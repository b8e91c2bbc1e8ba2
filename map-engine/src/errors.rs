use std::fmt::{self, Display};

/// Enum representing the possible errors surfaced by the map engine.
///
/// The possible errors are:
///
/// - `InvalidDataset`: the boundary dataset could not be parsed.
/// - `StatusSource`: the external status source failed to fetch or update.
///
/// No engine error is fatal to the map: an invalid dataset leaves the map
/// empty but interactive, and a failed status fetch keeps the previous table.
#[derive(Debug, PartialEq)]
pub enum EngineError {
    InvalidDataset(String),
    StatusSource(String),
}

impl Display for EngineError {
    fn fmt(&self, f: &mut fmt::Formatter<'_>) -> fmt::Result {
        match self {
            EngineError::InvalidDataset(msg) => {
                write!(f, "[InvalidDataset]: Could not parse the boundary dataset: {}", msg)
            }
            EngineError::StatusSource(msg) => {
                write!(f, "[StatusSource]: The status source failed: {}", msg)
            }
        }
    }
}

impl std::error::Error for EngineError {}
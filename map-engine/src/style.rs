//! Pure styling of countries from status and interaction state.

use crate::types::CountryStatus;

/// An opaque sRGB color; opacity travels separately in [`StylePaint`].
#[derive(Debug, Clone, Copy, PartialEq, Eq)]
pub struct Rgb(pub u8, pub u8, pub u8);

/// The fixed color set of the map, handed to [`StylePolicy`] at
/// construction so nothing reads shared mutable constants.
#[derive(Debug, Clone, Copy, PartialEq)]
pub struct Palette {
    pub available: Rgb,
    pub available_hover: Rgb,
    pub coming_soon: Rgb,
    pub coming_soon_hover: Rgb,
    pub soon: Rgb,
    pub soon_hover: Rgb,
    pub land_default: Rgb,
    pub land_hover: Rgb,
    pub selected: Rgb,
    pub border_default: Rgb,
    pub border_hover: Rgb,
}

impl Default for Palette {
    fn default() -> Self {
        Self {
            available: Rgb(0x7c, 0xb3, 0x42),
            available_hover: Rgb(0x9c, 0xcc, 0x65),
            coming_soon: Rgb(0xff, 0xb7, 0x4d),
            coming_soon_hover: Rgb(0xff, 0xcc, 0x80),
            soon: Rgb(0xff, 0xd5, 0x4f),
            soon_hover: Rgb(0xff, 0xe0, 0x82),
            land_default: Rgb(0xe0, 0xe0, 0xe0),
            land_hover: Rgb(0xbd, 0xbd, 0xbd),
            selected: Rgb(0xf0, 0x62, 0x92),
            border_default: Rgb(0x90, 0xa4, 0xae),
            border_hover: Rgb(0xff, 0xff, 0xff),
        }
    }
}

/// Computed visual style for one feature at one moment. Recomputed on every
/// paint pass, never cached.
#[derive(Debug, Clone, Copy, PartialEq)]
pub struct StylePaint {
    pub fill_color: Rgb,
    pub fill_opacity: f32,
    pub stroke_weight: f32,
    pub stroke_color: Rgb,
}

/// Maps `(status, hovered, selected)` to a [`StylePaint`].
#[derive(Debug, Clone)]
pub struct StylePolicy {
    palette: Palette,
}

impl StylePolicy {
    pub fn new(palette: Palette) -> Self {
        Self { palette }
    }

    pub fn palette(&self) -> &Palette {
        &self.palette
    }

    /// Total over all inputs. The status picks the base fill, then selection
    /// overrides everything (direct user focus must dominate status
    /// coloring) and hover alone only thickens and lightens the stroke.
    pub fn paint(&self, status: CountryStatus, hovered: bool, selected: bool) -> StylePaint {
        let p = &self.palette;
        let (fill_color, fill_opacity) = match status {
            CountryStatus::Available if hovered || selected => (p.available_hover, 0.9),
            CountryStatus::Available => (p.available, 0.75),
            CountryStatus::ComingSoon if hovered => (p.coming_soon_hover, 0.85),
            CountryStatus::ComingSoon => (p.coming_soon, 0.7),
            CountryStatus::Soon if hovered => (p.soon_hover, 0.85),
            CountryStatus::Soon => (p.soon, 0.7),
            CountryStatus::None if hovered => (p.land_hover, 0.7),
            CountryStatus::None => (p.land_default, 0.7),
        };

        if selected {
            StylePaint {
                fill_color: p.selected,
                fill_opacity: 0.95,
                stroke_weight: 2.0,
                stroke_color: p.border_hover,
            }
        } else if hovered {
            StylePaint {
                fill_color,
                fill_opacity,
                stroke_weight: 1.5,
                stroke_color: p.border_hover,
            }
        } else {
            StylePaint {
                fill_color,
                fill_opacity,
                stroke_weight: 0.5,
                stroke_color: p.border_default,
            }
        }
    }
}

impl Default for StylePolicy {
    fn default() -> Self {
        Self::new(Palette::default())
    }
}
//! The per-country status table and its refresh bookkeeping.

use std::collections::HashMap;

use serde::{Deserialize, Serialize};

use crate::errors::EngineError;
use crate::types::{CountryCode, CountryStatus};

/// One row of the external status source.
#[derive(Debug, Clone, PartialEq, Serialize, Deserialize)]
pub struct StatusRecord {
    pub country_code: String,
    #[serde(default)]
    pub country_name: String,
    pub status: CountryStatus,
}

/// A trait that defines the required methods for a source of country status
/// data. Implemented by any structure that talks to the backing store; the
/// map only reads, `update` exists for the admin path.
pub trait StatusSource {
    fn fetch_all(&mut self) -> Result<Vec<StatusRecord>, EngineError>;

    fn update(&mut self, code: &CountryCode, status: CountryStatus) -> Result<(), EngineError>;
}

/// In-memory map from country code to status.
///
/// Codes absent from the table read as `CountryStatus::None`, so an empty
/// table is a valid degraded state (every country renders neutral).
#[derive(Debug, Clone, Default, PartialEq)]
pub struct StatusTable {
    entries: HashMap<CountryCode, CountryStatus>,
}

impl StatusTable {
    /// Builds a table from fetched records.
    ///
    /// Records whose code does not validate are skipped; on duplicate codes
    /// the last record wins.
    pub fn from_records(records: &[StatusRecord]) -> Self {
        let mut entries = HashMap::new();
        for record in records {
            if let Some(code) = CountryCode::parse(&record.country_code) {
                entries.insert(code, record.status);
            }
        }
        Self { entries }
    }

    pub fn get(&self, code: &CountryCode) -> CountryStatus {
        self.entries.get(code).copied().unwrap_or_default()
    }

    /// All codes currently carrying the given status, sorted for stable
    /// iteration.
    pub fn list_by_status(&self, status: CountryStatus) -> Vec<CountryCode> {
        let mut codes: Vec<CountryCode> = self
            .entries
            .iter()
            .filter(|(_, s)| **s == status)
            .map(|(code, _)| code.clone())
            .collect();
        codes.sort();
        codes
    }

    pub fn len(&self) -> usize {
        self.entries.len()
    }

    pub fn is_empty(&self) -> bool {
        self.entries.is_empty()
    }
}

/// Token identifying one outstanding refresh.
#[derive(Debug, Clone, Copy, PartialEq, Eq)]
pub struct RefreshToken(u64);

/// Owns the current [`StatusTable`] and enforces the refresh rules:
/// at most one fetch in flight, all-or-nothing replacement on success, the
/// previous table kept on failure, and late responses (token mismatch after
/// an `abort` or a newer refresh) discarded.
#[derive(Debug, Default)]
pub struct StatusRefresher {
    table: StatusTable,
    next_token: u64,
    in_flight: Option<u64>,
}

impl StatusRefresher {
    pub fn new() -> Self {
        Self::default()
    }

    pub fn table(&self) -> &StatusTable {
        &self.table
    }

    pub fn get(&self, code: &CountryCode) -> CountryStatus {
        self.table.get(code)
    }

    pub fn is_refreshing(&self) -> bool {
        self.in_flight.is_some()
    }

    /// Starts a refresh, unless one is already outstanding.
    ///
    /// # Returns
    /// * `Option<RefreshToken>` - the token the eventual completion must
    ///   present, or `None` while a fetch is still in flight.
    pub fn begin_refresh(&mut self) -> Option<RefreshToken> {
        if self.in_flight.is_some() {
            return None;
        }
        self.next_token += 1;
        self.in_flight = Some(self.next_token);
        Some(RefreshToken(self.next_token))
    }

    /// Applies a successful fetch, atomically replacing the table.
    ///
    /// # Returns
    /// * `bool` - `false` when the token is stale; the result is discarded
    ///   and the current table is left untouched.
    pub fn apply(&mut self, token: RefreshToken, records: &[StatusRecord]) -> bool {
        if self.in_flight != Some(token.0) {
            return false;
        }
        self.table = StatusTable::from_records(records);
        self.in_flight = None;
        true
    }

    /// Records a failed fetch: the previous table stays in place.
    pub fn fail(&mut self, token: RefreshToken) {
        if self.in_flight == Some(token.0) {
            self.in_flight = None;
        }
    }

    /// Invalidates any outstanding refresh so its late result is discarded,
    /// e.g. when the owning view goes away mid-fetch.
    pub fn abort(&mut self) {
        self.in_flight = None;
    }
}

··········

=== WHAT YOU SHOULD DO ===
Each line of the records that holds the word "RefreshToken" should be copied out.

=== ANSWER AREA ===
pub struct RefreshToken(u64);
    /// * `Option<RefreshToken>` - the token the eventual completion must
    pub fn begin_refresh(&mut self) -> Option<RefreshToken> {
        Some(RefreshToken(self.next_token))
    pub fn apply(&mut self, token: RefreshToken, records: &[StatusRecord]) -> bool {
    pub fn fail(&mut self, token: RefreshToken) {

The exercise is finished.